In the records, find every line with the word "plain" and copy it out.

(Records from a data collection)

◆ ◆ ◆

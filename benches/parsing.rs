use criterion::{black_box, criterion_group, criterion_main, BenchmarkId, Criterion};
use toml_codec::{
    decode, encode, from_str, get, toml_record, Conversion, Decoder, DecoderBuilder, TomlValue,
};

toml_record! {
    #[derive(Clone)]
    struct Product {
        sku: String,
        name: String,
        price: f64,
        quantity: u32,
        tags: Vec<String>,
    }
}

toml_record! {
    #[derive(Clone)]
    struct Catalog {
        title: String,
        products: Vec<Product>,
    }
}

const SERVER: &str = r#"
# service configuration
name = "orders"
enabled = true
started = 2023-01-01T00:00:00Z

[http]
host = "0.0.0.0"
port = 8080
timeouts = { read = 30, write = 30 }

[database]
url = "postgres://localhost/orders"
pool.min = 2
pool.max = 16
replicas = ["r1", "r2", "r3"]
"#;

fn catalog_document(size: u32) -> String {
    let mut document = String::from("title = \"catalog\"\n");
    for i in 0..size {
        document.push_str(&format!(
            "\n[[products]]\nsku = \"SKU{i}\"\nname = \"Product {i}\"\nprice = {}\nquantity = {i}\ntags = [\"a\", \"b\"]\n",
            9.99 + f64::from(i)
        ));
    }
    document
}

fn benchmark_parse_config(c: &mut Criterion) {
    c.bench_function("parse_config", |b| b.iter(|| from_str(black_box(SERVER))));
}

fn benchmark_parse_array_of_tables(c: &mut Criterion) {
    let mut group = c.benchmark_group("parse_array_of_tables");

    for size in [10, 50, 100, 500].iter() {
        let document = catalog_document(*size);
        group.bench_with_input(BenchmarkId::from_parameter(size), &document, |b, document| {
            b.iter(|| from_str(black_box(document)))
        });
    }
    group.finish();
}

fn benchmark_decode_records(c: &mut Criterion) {
    let mut group = c.benchmark_group("decode_records");

    for size in [10, 50, 100, 500].iter() {
        let tree = TomlValue::Table(from_str(&catalog_document(*size)).unwrap());
        group.bench_with_input(BenchmarkId::from_parameter(size), &tree, |b, tree| {
            b.iter(|| decode::<Catalog>(black_box(tree)))
        });
    }
    group.finish();
}

fn benchmark_encode_records(c: &mut Criterion) {
    let tree = TomlValue::Table(from_str(&catalog_document(100)).unwrap());
    let catalog: Catalog = decode(&tree).unwrap();

    c.bench_function("encode_records", |b| b.iter(|| encode(black_box(&catalog))));
}

fn benchmark_converter_chain(c: &mut Criterion) {
    let tree = TomlValue::Table(from_str(&catalog_document(100)).unwrap());
    let plain = Decoder::new();
    let chained = DecoderBuilder::new()
        .with_decoder::<u32, _>(|_, _, _| Ok(Conversion::Declined))
        .with_decoder::<u32, _>(|_, _, _| Ok(Conversion::Declined))
        .build();

    let mut group = c.benchmark_group("converter_chain");
    group.bench_function("structural_only", |b| {
        b.iter(|| plain.decode::<Catalog>(black_box(&tree)))
    });
    group.bench_function("two_declining_converters", |b| {
        b.iter(|| chained.decode::<Catalog>(black_box(&tree)))
    });
    group.finish();
}

fn benchmark_traversal(c: &mut Criterion) {
    let root = from_str(&catalog_document(500)).unwrap();

    let mut group = c.benchmark_group("traversal");
    group.bench_function("direct", |b| {
        b.iter(|| get::<String>(black_box(&root), &["title"]))
    });
    group.bench_function("fan_out", |b| {
        b.iter(|| get::<Vec<u32>>(black_box(&root), &["products", "quantity"]))
    });
    group.finish();
}

criterion_group!(
    benches,
    benchmark_parse_config,
    benchmark_parse_array_of_tables,
    benchmark_decode_records,
    benchmark_encode_records,
    benchmark_converter_chain,
    benchmark_traversal
);
criterion_main!(benches);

◆ ◆ ◆

§ **Result of this task**
    let plain = Decoder::new();
        b.iter(|| plain.decode::<Catalog>(black_box(&tree)))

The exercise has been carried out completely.